Because shit just happens sometimes? It sounds more like you're just upset that the just world hypothesis doesn't hold up and that it's not required to for God to exist or not, and again, I state that to have a fit about if he does or not is just missing the entire point.
And also, those people basing their shit actions of "because God said so" would be doing it based on something else, so again, missing the entire point. You're getting mad about an argument nobody cares about except for getting a kick out of watching you charge the big red scarf instead of tackling the actual issue, the shitty actions, the choice someone makes to knowingly do things that hurt other people.
I get upset when smb. claims that everything is the lords intent and it's their destiny. This basically is saying like they don't have free will. Everything they do is predefined.
Religion is a tool to control masses. And as such it has been used to do the worst things in history. Therefore religion should not exist. My opinion.
I mean when the Lord's intent is that we learn how to choose good for ourselves for no reason but because we recognize its inherent value as the act of choosing good, it kinda does shake out that most if not all random moments of shit and horror and people being able to do horrible things are by intent. Sure doesn't make such an observer happy, but it would be going according to their overall plan so long as the long arc continues to bend towards justice.
Free will isn't just compatible with a Creator's intent, the current state of the world would suggest that for a hypothetical creator of us, it was the entire point.
Organized religion CAN be a tool of mass control, but when Marx called it the opiate of the masses, he was speaking on how it is the only reprieve the working class has from the crush of the capitalist grind.
Spirituality has been an important component of movements of labor solidarity and liberation as much as it's been a tool of oppression and atrocity, because it's a tool, it does what the wielder wants it to.
Again we're at the point where we're talking about parts of it that aren't the point though. The point is to be a community that encourages folks to be good to each other, and then individually to understand the value of projecting goodness to the world around you, if you get that without belief, right on man, but for some folks the experience is something that warrants a spiritual connection, and we shouldn't treat them as less than because that's what gets them to the food bank or the library volunteer line.

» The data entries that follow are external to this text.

use super::types::Move;

#[derive(Debug, Clone, Copy, PartialEq, Eq)]
pub enum InvalidMoveReason {
    OutOfBounds,
    Occupied,
}

#[derive(Debug, Clone, PartialEq, Eq)]
pub enum EngineError {
    InvalidMove { mv: Move, reason: InvalidMoveReason },
    InvalidBoard(String),
}

impl EngineError {
    pub fn out_of_bounds(mv: Move) -> Self {
        EngineError::InvalidMove { mv, reason: InvalidMoveReason::OutOfBounds }
    }

    pub fn occupied(mv: Move) -> Self {
        EngineError::InvalidMove { mv, reason: InvalidMoveReason::Occupied }
    }
}

impl std::fmt::Display for EngineError {
    fn fmt(&self, f: &mut std::fmt::Formatter<'_>) -> std::fmt::Result {
        match self {
            EngineError::InvalidMove { mv, reason: InvalidMoveReason::OutOfBounds } => {
                write!(f, "Invalid move {}: position out of bounds", mv)
            }
            EngineError::InvalidMove { mv, reason: InvalidMoveReason::Occupied } => {
                write!(f, "Invalid move {}: cell is already marked", mv)
            }
            EngineError::InvalidBoard(message) => write!(f, "Invalid board: {}", message),
        }
    }
}

impl std::error::Error for EngineError {}
mod board;
mod bot_controller;
mod error;
mod minimax;
mod types;
mod win_detector;

pub use board::{Board, Cells, actions, initial_state, is_valid_move, player, result};
pub use bot_controller::{BotType, calculate_move};
pub use error::{EngineError, InvalidMoveReason};
pub use minimax::{best_move, max_value, min_value, minimax, value};
pub use types::{BOARD_SIZE, GameOutcome, Mark, Move, WinningLine};
pub use win_detector::{outcome, terminal, utility, winner, winning_line};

I hate that my grandmother keeps doing this... She's been through a bit, she's very resourceful and she keeps herself healthy, yet nothing positive is her doing, it's all God. God did this God gave me that, God God God...
It's goddamn frustrating, grandma YOU did that not "God!"
The “global pandemic” one is likely a 90+% shortfall.
When researchers examine “excess deaths”, the spike from 2020 onward represents an additional 30 million deaths in excess to what should have occurred in the absence of COVID.
Also the global deathtoll to COVID directly is closer to 11 million not 2.5
https://medicalxpress.com/news/2024-02-analysis-reveals-excess-deaths-attributed.html
Most “excess deaths” are directly COVID-related, in that COVID infection was the only reason why they died, a d yet their death was not properly recorded as having been from COVID, mainly for political reasons or lack of pre-death testing (because you cannot test a corpse).
There's also the people who died of other things while the hospitals were swamped and ambulance were not being sent
And that's only 1 global pandemic!
I pointed out to my partner that judging by the Grammys, God (WTF autocorrect why was that capitalized??) is really busy with people getting awards and doesn't have time for pesky things like violence and privation.
God (WTF autocorrect why was that capitalized??)
I think in English often the Christian God is written as God because you're not talking about any god but a particular god basically named God. So the autocorrect jumps into to capitalize it because I guess it's the assumption they make.
This is correct. It's capitalized because English was practically built around Christianity
Just once I wanna hear the star quarterback of the Superbowl say "I'd like to thank Satan for this victory. Through him, all things are possible in exchange for your mortal soul."